If you have an e-commerce site or are considering building one for your business, you should be more than familiar with the letters P, C and I.
PCI stands for Payment Card Industry. The PCI Security Standards Council, founded by Visa, MasterCard, American Express, Discover and JCB, oversees a set of security standards that govern credit and debit card payments to keep consumer information safe. The standards apply to any business that accepts, transmits or stores any cardholder data, no matter how small.
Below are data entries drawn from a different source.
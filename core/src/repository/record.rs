use anyhow::Result;

use crate::model::record::StudyRecord;
use crate::repository::store::KeyValueStore;
use crate::repository::traits::RecordRepository;

pub const RECORDS_KEY: &str = "records";

/// Keeps the whole record sequence as one JSON array under [`RECORDS_KEY`].
/// Every mutation reads the full array and writes it back.
#[derive(Clone)]
pub struct KvRecordRepository<S: KeyValueStore> {
    store: S,
}

impl<S: KeyValueStore> KvRecordRepository<S> {
    pub fn new(store: S) -> Self {
        Self { store }
    }

    fn read_records(&self) -> Result<Vec<StudyRecord>> {
        let Some(raw) = self.store.get(RECORDS_KEY)? else {
            return Ok(Vec::new());
        };
        match serde_json::from_str::<Option<Vec<StudyRecord>>>(&raw) {
            Ok(records) => Ok(records.unwrap_or_default()),
            Err(e) => {
                log::warn!("Ignoring unreadable '{}' blob: {}", RECORDS_KEY, e);
                Ok(Vec::new())
            }
        }
    }

    fn write_records(&self, records: &[StudyRecord]) -> Result<()> {
        let content = serde_json::to_string(records)?;
        self.store.set(RECORDS_KEY, &content)?;
        log::debug!("Wrote {} record(s)", records.len());
        Ok(())
    }
}

impl<S: KeyValueStore> RecordRepository for KvRecordRepository<S> {
    fn append(&self, record: StudyRecord) -> Result<()> {
        let mut records = self.read_records()?;
        records.push(record);
        self.write_records(&records)
    }

    fn list(&self) -> Result<Vec<StudyRecord>> {
        self.read_records()
    }

    fn delete_at(&self, position: usize) -> Result<Option<StudyRecord>> {
        let mut records = self.read_records()?;
        if position >= records.len() {
            log::warn!(
                "No record at position {} ({} stored), nothing deleted",
                position,
                records.len()
            );
            return Ok(None);
        }
        let removed = records.remove(position);
        self.write_records(&records)?;
        Ok(Some(removed))
    }
}

#[cfg(test)]
mod tests {
    use super::*;
    use crate::repository::store::{FileKeyValueStore, MemoryKeyValueStore};
    use chrono::NaiveDate;

    fn record(day: u32, subject: &str, hours: f64) -> StudyRecord {
        StudyRecord::new(NaiveDate::from_ymd_opt(2024, 3, day).unwrap(), subject, hours)
    }

    #[test]
    fn test_list_keeps_append_order() {
        let repo = KvRecordRepository::new(MemoryKeyValueStore::new());
        repo.append(record(6, "b", 1.0)).unwrap();
        repo.append(record(4, "a", 2.0)).unwrap();
        repo.append(record(5, "c", 0.5)).unwrap();

        let subjects: Vec<_> = repo.list().unwrap().into_iter().map(|r| r.subject).collect();
        assert_eq!(subjects, vec!["b", "a", "c"]);
    }

    #[test]
    fn test_delete_at_removes_only_that_position() {
        let repo = KvRecordRepository::new(MemoryKeyValueStore::new());
        for (i, s) in ["a", "b", "c", "d"].iter().enumerate() {
            repo.append(record(i as u32 + 1, s, 1.0)).unwrap();
        }

        let removed = repo.delete_at(1).unwrap();
        assert_eq!(removed.map(|r| r.subject), Some("b".to_string()));

        let subjects: Vec<_> = repo.list().unwrap().into_iter().map(|r| r.subject).collect();
        assert_eq!(subjects, vec!["a", "c", "d"]);
    }

    #[test]
    fn test_delete_out_of_range_is_noop() {
        let store = MemoryKeyValueStore::new();
        let repo = KvRecordRepository::new(store.clone());
        repo.append(record(4, "a", 1.0)).unwrap();
        let before = store.get(RECORDS_KEY).unwrap();

        assert_eq!(repo.delete_at(5).unwrap(), None);
        assert_eq!(store.get(RECORDS_KEY).unwrap(), before);
        assert_eq!(repo.list().unwrap().len(), 1);
    }

    #[test]
    fn test_absent_and_corrupt_storage_read_as_empty() {
        let store = MemoryKeyValueStore::new();
        let repo = KvRecordRepository::new(store.clone());
        assert!(repo.list().unwrap().is_empty());

        store.set(RECORDS_KEY, "null").unwrap();
        assert!(repo.list().unwrap().is_empty());

        store.set(RECORDS_KEY, "{not json").unwrap();
        assert!(repo.list().unwrap().is_empty());

        // Appending over a corrupt blob starts a fresh sequence.
        repo.append(record(4, "a", 1.0)).unwrap();
        assert_eq!(repo.list().unwrap().len(), 1);
    }

    #[test]
    fn test_file_backed_records_survive_reopen() {
        let dir = tempfile::tempdir().unwrap();
        let path = dir.path().to_path_buf();

        let repo = KvRecordRepository::new(FileKeyValueStore::new(Some(path.clone())).unwrap());
        repo.append(record(4, "a", 1.25)).unwrap();

        let reopened = KvRecordRepository::new(FileKeyValueStore::new(Some(path)).unwrap());
        assert_eq!(reopened.list().unwrap(), vec![record(4, "a", 1.25)]);
    }

    #[test]
    fn test_non_utf8_records_file_reads_as_empty() {
        let dir = tempfile::tempdir().unwrap();
        let store = FileKeyValueStore::new(Some(dir.path().to_path_buf())).unwrap();
        let repo = KvRecordRepository::new(store);
        std::fs::write(dir.path().join("records.json"), [0xff, 0xfe, 0x5b, 0x5d]).unwrap();

        assert!(repo.list().unwrap().is_empty());
        repo.append(record(4, "a", 1.0)).unwrap();
        assert_eq!(repo.list().unwrap().len(), 1);
    }
}
pub mod goal;
pub mod record;
pub mod store;
pub mod traits;

// Re-export
pub use goal::KvGoalRepository;
pub use record::KvRecordRepository;
pub use store::{FileKeyValueStore, KeyValueStore, MemoryKeyValueStore};
pub use traits::{GoalRepository, RecordRepository};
Standards differ according to the level your business falls in and the card issuer, but they include everything from installing and maintaining a firewall wall to regularly testing security systems and processes and self-assessment questionnaires. Moreover, yes, even if you do not store credit card information yourself, you still need to meet PCI compliance standards, although there are fewer steps you need to take to do so.
If your business is not PCI compliant, it could spell big trouble for you, your customers and business in general, as data breaches are incredibly damaging. When customers lose trust, they don’t come back, and the damage to your brand and business can be insurmountable. Small businesses are not immune from fraud either; hackers will pounce on any vulnerability anywhere they can find it.
Beyond the often intangible loss of trust, there are financial penalties you may face as well if you are not PCI compliant. Compliance is not enforced by the council but rather by the payment brands and cards companies, who can set penalties at their discretion. Those penalties can be steep, ranging from $5,000 to $100,000 per month. They can also choose to terminate your ability to accept payment cards.
The price of a data breach is even steeper though, as the cost of each lost or stolen record containing sensitive and confidential information increased from $154 to $158.
While it may sound like a big, costly headache to comply with PCI standards, the fact is that they are there to help you prevent such breaches from happening. The security of your customers’ data should be of the utmost importance to you, and the cost of not complying can be far too high.